▼▼▼

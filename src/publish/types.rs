// Copyright (c) 2025 Fabstir
// SPDX-License-Identifier: BUSL-1.1
//! Publish inputs, outcomes and errors

use bytes::Bytes;
use thiserror::Error;

use crate::channel::{AssetRef, ChannelError};
use crate::store::{HistoryRecord, StoreError};
use crate::transform::TransformError;

/// One discovered image ready to publish
#[derive(Debug, Clone)]
pub struct CandidateItem {
    /// Globally unique, source-namespaced key (e.g. `yande_1234`)
    pub key: String,
    /// Source namespace (e.g. `yande`)
    pub source_tag: String,
    /// Original image bytes as downloaded
    pub image_bytes: Bytes,
    pub width: u32,
    pub height: u32,
    pub caption: String,
    /// Space separated tags
    pub tags: String,
}

/// Assets already held by the channel, committed by the forward session
#[derive(Debug, Clone)]
pub struct StagedPublish {
    pub key: String,
    pub source_tag: String,
    pub caption: String,
    pub tags: String,
    pub preview: AssetRef,
    /// Distinct original, if the operator supplied one
    pub original: Option<AssetRef>,
    pub width: u32,
    pub height: u32,
}

/// Why an item was not published
#[derive(Debug, Error)]
pub enum PublishError {
    #[error("Transform failed: {0}")]
    Transform(#[from] TransformError),

    #[error("Preview send failed: {0}")]
    PreviewSend(#[source] ChannelError),

    #[error("Commit of {key} failed: {source}")]
    Commit {
        key: String,
        #[source]
        source: StoreError,
    },
}

/// Result of one publish attempt
#[derive(Debug)]
pub enum PublishOutcome {
    /// Sent and durably committed
    Published(HistoryRecord),
    /// The key was already in the history; nothing was sent
    AlreadyPublished,
    /// Not published; safe to retry on a later cycle
    Skipped(PublishError),
}

impl PublishOutcome {
    pub fn is_published(&self) -> bool {
        matches!(self, PublishOutcome::Published(_))
    }

    pub fn record(&self) -> Option<&HistoryRecord> {
        match self {
            PublishOutcome::Published(record) => Some(record),
            _ => None,
        }
    }
}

▲▲▲

== What you have to do ==
Write the data out again. Match it word for word.

== Solution ==
filename src/publish/types.rs
// Copyright (c) 2025 Fabstir
// SPDX-License-Identifier: BUSL-1.1
//! Publish inputs, outcomes and errors

use bytes::Bytes;
use thiserror::Error;

use crate::channel::{AssetRef, ChannelError};
use crate::store::{HistoryRecord, StoreError};
use crate::transform::TransformError;

/// One discovered image ready to publish
#[derive(Debug, Clone)]
pub struct CandidateItem {
    /// Globally unique, source-namespaced key (e.g. `yande_1234`)
    pub key: String,
    /// Source namespace (e.g. `yande`)
    pub source_tag: String,
    /// Original image bytes as downloaded
    pub image_bytes: Bytes,
    pub width: u32,
    pub height: u32,
    pub caption: String,
    /// Space separated tags
    pub tags: String,
}

/// Assets already held by the channel, committed by the forward session
#[derive(Debug, Clone)]
pub struct StagedPublish {
    pub key: String,
    pub source_tag: String,
    pub caption: String,
    pub tags: String,
    pub preview: AssetRef,
    /// Distinct original, if the operator supplied one
    pub original: Option<AssetRef>,
    pub width: u32,
    pub height: u32,
}

/// Why an item was not published
#[derive(Debug, Error)]
pub enum PublishError {
    #[error("Transform failed: {0}")]
    Transform(#[from] TransformError),

    #[error("Preview send failed: {0}")]
    PreviewSend(#[source] ChannelError),

    #[error("Commit of {key} failed: {source}")]
    Commit {
        key: String,
        #[source]
        source: StoreError,
    },
}

/// Result of one publish attempt
#[derive(Debug)]
pub enum PublishOutcome {
    /// Sent and durably committed
    Published(HistoryRecord),
    /// The key was already in the history; nothing was sent
    AlreadyPublished,
    /// Not published; safe to retry on a later cycle
    Skipped(PublishError),
}

impl PublishOutcome {
    pub fn is_published(&self) -> bool {
        matches!(self, PublishOutcome::Published(_))
    }

    pub fn record(&self) -> Option<&HistoryRecord> {
        match self {
            PublishOutcome::Published(record) => Some(record),
            _ => None,
        }
    }
}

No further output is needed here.